-------- DATA PROVIDED
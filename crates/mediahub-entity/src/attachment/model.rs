//! Media attachment entity model.

use chrono::{DateTime, Utc};
use serde::{Deserialize, Serialize};
use sqlx::FromRow;

use mediahub_core::types::{AccountId, AttachmentId, StatusId};

use super::kind::{MediaType, ProcessingStatus};

/// A photo, video, or animated image attached to a status or profile.
///
/// Remote attachments carry a `remote_url`. Their local blobs may be pruned,
/// which flips `cached` to false while leaving the row in place so the media
/// can be fetched again on demand.
#[derive(Debug, Clone, Serialize, Deserialize, FromRow)]
pub struct MediaAttachment {
    /// Unique attachment identifier.
    pub id: AttachmentId,
    /// Account that owns the attachment.
    pub account_id: AccountId,
    /// Status the attachment is attached to, if any.
    pub status_id: Option<StatusId>,
    /// Origin URL for attachments fetched from another server.
    pub remote_url: Option<String>,
    /// Content category.
    pub media_type: MediaType,
    /// Processing lifecycle status.
    pub processing: ProcessingStatus,
    /// Whether the original and thumbnail blobs are currently stored.
    pub cached: bool,
    /// Storage key of the original file.
    pub file_path: Option<String>,
    /// MIME type of the original file.
    pub file_content_type: Option<String>,
    /// Size of the original file in bytes.
    pub file_size: i64,
    /// Storage key of the thumbnail.
    pub thumbnail_path: Option<String>,
    /// MIME type of the thumbnail.
    pub thumbnail_content_type: Option<String>,
    /// Size of the thumbnail in bytes.
    pub thumbnail_size: i64,
    /// Width in pixels of the original, when known.
    pub width: Option<i32>,
    /// Height in pixels of the original, when known.
    pub height: Option<i32>,
    /// Alt text.
    pub description: Option<String>,
    /// Blurhash placeholder supplied by the origin.
    pub blurhash: Option<String>,
    /// Horizontal focal point in `[-1.0, 1.0]`.
    pub focus_x: f32,
    /// Vertical focal point in `[-1.0, 1.0]`.
    pub focus_y: f32,
    /// Whether this is an account avatar.
    pub avatar: bool,
    /// Whether this is an account header image.
    pub header: bool,
    /// When the attachment was created (or first seen, for remote media).
    pub created_at: DateTime<Utc>,
    /// When the record was last updated.
    pub updated_at: DateTime<Utc>,
}

impl MediaAttachment {
    /// Create a freshly received attachment record with nothing stored yet.
    pub fn received(id: AttachmentId, account_id: AccountId) -> Self {
        let now = Utc::now();
        Self {
            id,
            account_id,
            status_id: None,
            remote_url: None,
            media_type: MediaType::Unknown,
            processing: ProcessingStatus::Received,
            cached: false,
            file_path: None,
            file_content_type: None,
            file_size: 0,
            thumbnail_path: None,
            thumbnail_content_type: None,
            thumbnail_size: 0,
            width: None,
            height: None,
            description: None,
            blurhash: None,
            focus_x: 0.0,
            focus_y: 0.0,
            avatar: false,
            header: false,
            created_at: now,
            updated_at: now,
        }
    }

    /// Whether the attachment originated on another server.
    pub fn is_remote(&self) -> bool {
        self.remote_url.as_deref().is_some_and(|url| !url.is_empty())
    }

    /// Storage keys of every blob this attachment currently references.
    pub fn blob_paths(&self) -> impl Iterator<Item = &str> {
        self.file_path
            .as_deref()
            .into_iter()
            .chain(self.thumbnail_path.as_deref())
    }
}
----------------
◆ **REQUIRED ACTION**:
The required output is every line above that contains the string "cached".

◆ **ANSWER FOR THE TASK**:
/// which flips `cached` to false while leaving the row in place so the media
    pub cached: bool,
            cached: false,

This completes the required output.